--- DATA TO USE ---

::::::::::

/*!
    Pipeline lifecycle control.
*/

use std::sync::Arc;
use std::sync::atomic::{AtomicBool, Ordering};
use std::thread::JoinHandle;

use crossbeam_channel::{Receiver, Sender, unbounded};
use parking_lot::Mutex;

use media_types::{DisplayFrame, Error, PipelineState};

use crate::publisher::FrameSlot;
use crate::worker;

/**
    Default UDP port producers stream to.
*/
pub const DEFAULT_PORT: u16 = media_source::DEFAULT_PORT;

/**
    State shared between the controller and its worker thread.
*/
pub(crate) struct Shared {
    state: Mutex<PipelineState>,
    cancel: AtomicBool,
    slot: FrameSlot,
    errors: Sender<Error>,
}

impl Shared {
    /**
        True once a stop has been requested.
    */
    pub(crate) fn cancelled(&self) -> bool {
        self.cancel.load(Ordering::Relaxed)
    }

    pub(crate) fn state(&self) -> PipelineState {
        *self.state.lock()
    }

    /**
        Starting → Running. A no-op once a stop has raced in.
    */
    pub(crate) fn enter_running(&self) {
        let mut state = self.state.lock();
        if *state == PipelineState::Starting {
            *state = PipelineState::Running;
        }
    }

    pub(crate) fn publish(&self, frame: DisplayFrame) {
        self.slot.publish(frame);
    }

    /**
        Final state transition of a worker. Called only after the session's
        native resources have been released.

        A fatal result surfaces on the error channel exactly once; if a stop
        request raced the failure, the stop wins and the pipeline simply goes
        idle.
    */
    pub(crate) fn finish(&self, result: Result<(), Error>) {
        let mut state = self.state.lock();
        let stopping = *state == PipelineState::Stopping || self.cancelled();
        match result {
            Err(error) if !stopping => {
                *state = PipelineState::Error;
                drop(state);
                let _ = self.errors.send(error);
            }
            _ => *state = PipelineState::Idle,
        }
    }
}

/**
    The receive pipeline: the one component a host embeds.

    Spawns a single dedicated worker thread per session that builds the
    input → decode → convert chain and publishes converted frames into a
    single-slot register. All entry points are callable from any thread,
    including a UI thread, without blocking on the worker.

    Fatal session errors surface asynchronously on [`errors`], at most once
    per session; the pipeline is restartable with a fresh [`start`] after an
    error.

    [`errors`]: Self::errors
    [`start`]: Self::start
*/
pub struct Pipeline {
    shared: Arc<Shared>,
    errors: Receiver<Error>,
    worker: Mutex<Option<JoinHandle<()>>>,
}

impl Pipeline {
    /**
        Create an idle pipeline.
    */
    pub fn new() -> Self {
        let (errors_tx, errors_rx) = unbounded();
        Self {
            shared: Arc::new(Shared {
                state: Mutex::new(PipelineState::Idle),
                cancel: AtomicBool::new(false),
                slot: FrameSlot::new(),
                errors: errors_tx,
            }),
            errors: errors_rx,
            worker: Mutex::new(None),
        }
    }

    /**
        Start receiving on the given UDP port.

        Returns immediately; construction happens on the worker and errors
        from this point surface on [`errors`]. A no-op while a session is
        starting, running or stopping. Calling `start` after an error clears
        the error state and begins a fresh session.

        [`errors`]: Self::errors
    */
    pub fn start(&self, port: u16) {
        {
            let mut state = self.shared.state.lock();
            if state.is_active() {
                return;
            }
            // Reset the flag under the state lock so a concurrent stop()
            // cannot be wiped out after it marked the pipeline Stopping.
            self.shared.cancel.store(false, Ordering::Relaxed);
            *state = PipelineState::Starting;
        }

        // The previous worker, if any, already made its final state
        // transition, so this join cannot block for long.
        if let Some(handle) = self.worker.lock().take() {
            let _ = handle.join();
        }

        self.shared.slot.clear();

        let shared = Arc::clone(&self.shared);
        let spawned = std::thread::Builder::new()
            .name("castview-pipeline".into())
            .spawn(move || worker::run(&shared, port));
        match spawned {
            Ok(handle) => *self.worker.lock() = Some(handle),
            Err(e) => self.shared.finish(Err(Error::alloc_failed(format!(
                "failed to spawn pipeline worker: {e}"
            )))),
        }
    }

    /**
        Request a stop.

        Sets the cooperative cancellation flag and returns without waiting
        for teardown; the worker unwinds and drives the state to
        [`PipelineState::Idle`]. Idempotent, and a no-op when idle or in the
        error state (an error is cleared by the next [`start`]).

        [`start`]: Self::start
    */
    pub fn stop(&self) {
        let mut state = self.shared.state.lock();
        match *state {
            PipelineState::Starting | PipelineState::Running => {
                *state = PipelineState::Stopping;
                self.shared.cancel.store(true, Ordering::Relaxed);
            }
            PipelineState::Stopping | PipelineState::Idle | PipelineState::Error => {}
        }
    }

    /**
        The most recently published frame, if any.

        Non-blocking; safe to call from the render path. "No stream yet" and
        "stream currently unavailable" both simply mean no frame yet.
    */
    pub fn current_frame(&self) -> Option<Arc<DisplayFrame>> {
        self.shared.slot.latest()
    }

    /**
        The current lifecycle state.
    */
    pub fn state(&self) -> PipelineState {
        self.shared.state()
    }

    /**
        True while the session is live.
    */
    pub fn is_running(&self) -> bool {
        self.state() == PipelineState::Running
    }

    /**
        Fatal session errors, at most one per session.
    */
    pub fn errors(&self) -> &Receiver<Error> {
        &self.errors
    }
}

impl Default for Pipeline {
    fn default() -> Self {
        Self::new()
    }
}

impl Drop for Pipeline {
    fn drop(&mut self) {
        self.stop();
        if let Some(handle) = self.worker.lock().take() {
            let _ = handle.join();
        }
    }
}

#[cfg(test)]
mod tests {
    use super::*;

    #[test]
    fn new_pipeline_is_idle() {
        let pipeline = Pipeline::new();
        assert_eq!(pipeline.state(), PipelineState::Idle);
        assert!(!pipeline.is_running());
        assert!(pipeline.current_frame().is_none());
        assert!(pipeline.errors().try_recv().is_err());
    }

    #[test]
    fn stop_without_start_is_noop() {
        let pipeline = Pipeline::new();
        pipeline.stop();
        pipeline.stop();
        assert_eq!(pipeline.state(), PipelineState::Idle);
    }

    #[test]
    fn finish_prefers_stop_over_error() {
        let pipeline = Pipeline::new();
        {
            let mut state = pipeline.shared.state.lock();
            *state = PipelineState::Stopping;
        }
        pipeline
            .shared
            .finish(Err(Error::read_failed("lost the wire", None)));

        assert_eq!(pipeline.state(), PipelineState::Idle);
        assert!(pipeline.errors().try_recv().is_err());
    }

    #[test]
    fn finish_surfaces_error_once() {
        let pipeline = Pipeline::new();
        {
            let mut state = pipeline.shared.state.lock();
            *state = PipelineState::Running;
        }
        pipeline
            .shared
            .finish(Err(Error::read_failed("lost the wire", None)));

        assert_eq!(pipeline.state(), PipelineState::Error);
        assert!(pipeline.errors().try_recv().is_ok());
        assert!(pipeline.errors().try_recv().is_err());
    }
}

::::::::::

--- YOUR GOAL ---
Say how many lines in the entries include the word "into", with no text around the number.

--- RESULT OF THE TASK ---
2